Since psychological abuse was the most commonly reported intimate partner violence (IPV) followed by fear of partner/ex-partner, women veterans and their medical providers should discuss mental health care. Women veterans experiencing IPV should talk with their medical provider about the benefits of counseling, and decide if it is right for the woman veteran. Given the prevalence of IPV among women veterans, medical providers should screen women veterans for IPV and discuss signs of IPV, especially women veterans under the age of 55 and who identify as lesbian or bisexual. When necessary, clinicians should refer women veterans experiencing IPV to other health professionals and inform them of available programs and resources. Women veterans who are not working full time but are seeking full time work should utilize supported-employment programs and services that help veterans navigate civilian employment, such as tuition assistance program (TAP). Family members and friends should remain supportive of their women veterans, especially those who have or are currently experiencing IPV. Community organizations interested in preventing IPV should try to address factors that this study found were associated with IPV, such as working less than full time, receiving public assistance, homelessness, and earning less than $25,000 annually.
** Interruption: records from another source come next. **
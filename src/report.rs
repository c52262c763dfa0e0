use std::io::{self, Write};
use std::path::PathBuf;

use crate::analysis::{class_name, Analysis};

/// Percentage a repeat type must exceed to be listed for Tri and longer units.
pub const DISPLAY_THRESHOLD: f64 = 1.0;

/// Marker the longest-motif locator searches for.
pub const LONGEST_MARKER: &str = " Longest motives ";

/// Identity of a run, written at the top of every output file.
#[derive(Debug, Clone)]
pub struct RunInfo {
    pub program: String,
    pub version: String,
    /// Local time the report was written, already formatted
    pub timestamp: String,
    /// Wall clock seconds spent before writing
    pub elapsed_secs: f64,
}

impl RunInfo {
    pub fn program_line(&self) -> String {
        format!("Program: {} {}", self.program, self.version)
    }
}

/// Header fields of the statistics report.
#[derive(Debug, Clone)]
pub struct AnalysisHeader {
    pub run: RunInfo,
    pub statistics_file: PathBuf,
    pub misa_file: PathBuf,
}

fn percent_of(part: u64, total: u64) -> f64 {
    if total == 0 {
        0.0
    } else {
        part as f64 * 100.0 / total as f64
    }
}

/// Write the statistics analysis report.
pub fn write_analysis<W: Write>(
    out: &mut W,
    header: &AnalysisHeader,
    analysis: &Analysis,
) -> io::Result<()> {
    let summary = &analysis.summary;
    let max_unit = summary.max_unit_length.min(10);

    writeln!(out, "{}", header.run.program_line())?;
    writeln!(out, "Statistic file analysed: {}", header.statistics_file.display())?;
    writeln!(
        out,
        "Definement of microsatellites (MISA): {}",
        summary.definement_line
    )?;
    writeln!(out, "Misa file analysed: {}", header.misa_file.display())?;
    writeln!(
        out,
        "Date: {} Execution time: {:.2} sec",
        header.run.timestamp, header.run.elapsed_secs
    )?;
    writeln!(
        out,
        "Note: Numbers label with '(MISA)' are not calculated but read from input"
    )?;
    if analysis.composition.is_some() {
        writeln!(out, "Option repeatclasses: true")?;
    }
    writeln!(out, "{}\n", "=".repeat(50))?;

    writeln!(
        out,
        "Total length of Sequence examined (bp) (MISA): {}",
        summary.totals.examined_length
    )?;
    writeln!(out, "Total number of SSR (MISA) : {:>8}", summary.totals.total_ssrs)?;
    writeln!(out, "Total length of SSR (bp)   : {:>8}", analysis.total_ssr_length)?;
    writeln!(out, "Relative abundance (SSR/Mb): {:11.2}", analysis.relative_abundance)?;
    writeln!(out, "Relative density (bp/Mb)   : {:11.2}", analysis.relative_density)?;

    // distribution of motif length
    writeln!(out, "\n====== Distribution of motif length  =========")?;
    writeln!(
        out,
        "{:<5} {:<4}%   {:6}  {:>7}",
        "Motif", "", "Number", "Length[bp]"
    )?;
    writeln!(out, "{}", "-".repeat(40))?;
    for unit in 1..=max_unit {
        let abundance = summary.abundance(unit);
        writeln!(
            out,
            "{:<5}: {:4.1}% ({:>6})    {:>7}",
            class_name(unit).unwrap_or(""),
            percent_of(abundance, summary.totals.total_ssrs),
            abundance,
            unit as u64 * abundance
        )?;
    }
    writeln!(out, "{}", "-".repeat(40))?;
    writeln!(
        out,
        "{:<5} {:<5}   {:6}     {:>7}",
        "Total", "", analysis.abundance_sum, analysis.total_ssr_length
    )?;
    if !analysis.consistent {
        writeln!(out, "ERROR, total number is NOT consistent")?;
    }

    if let Some(counts) = &analysis.composition {
        let compound = summary.totals.ssrs_in_compound;
        writeln!(out, "\n-------- Number of SSRs by repeat class (experimental) ------")?;
        writeln!(out, "Perfect SSRs: (p)                : {:>8}", counts.perfect)?;
        writeln!(out, "Imperfect SSRs (c)               : {:>8}", counts.imperfect)?;
        writeln!(out, "Compound SSRs (c*)               : {:>8}", counts.compound)?;
        writeln!(out, "                        Subtotal : {:>8}", counts.subtotal())?;
        writeln!(out, "SSRs in compound formation (MISA): {:>8}", compound)?;
        writeln!(
            out,
            "                           Total : {:>8}",
            counts.subtotal() + compound
        )?;
    }

    write_longest(out, analysis, max_unit)?;
    write_repeat_types(out, analysis, max_unit)?;
    Ok(())
}

fn write_longest<W: Write>(out: &mut W, analysis: &Analysis, max_unit: usize) -> io::Result<()> {
    let longest = &analysis.summary.longest_by_motif;
    let base = |b: &str| longest.get(b).copied().unwrap_or(0);

    writeln!(out, "\n========{}=======", LONGEST_MARKER)?;
    writeln!(
        out,
        "Mono  A: {}, T: {}, C: {}, G: {}",
        base("A"),
        base("T"),
        base("C"),
        base("G")
    )?;
    for unit in 2..=max_unit {
        let motifs = analysis
            .longest_motifs_per_class
            .get(&unit)
            .map(|set| set.iter().map(String::as_str).collect::<Vec<_>>().join(", "))
            .unwrap_or_default();
        writeln!(
            out,
            "{:<5} {:>5}: {}",
            class_name(unit).unwrap_or(""),
            analysis.longest_per_class.get(&unit).copied().unwrap_or(0),
            motifs
        )?;
    }
    // the blank line closes the block for the locator
    writeln!(out)?;
    Ok(())
}

fn write_repeat_types<W: Write>(
    out: &mut W,
    analysis: &Analysis,
    max_unit: usize,
) -> io::Result<()> {
    writeln!(out, "======= Total abundance of repeat types =======")?;
    for unit in 1..=max_unit {
        writeln!(out, "---------  {}-nucleotides", class_name(unit).unwrap_or(""))?;
        let Some(shares) = analysis.repeat_types.get(&unit) else {
            continue;
        };
        for share in shares {
            if unit <= 2 || share.percent > DISPLAY_THRESHOLD {
                writeln!(
                    out,
                    "{}: {:5.1}% ({:>5})",
                    share.label, share.percent, share.count
                )?;
            }
        }
    }
    Ok(())
}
Since gender-based intimate partner violence can lead to women prematurely separating from the military, the Department of Defense (DoD) might include more safeguards for women service members experiencing psychological intimate partner violence. Given the prevalence of intimate partner violence among women veterans currently receiving care at the VHA, the Department of Veterans Affairs (VA) might offer more mental health resources. The VHA might continue encouraging its providers to screen all women for IPV, especially women under age 55 and who identify as lesbian or bisexual. The VA might offer additional IPV related services to women veterans who are currently receiving public assistance, earning less than $25,000, experiencing homelessness, or not employed full-time. The VA and the Department of Labor (DoL) might reevaluate how to best empower women veterans economically, especially those who are at risk for IPV. The VA and DoD might empower women veterans economically by offering more employment centered programs that are designed specifically for women veterans. The VHA might continue enhancing its continuity of primary care services delivery system, including sharing of medical records between providers.
For Future Research
More research is needed on how women veterans who have experienced IPV can use VHA specialty care settings. Future researchers should study how women veterans who have experienced IPV seek care. Understanding how these women access health care related to their IPV experiences can be instrumental in reforming care coordination and helping to facilitate disclosure of recent IPV, including mental, physical and sexual. While this study used a national telephone survey and in-person interviews, women veterans’ response rates to IPV might have been higher if there were augmented forms of privacy and anonymity. Future researchers should take steps to ensure confidentiality and anonymity. To reduce potential selection bias, future researchers should utilize more than one mechanism for data collection, especially considering the sensitivity of the topic. One limitation of this study is that women veterans who do not use VHA primary care were not included in the sample. Future research on IPV in women veterans should include women veterans who seek health care at non-VHA facilities. Additionally, future studies on IPV should include men veterans.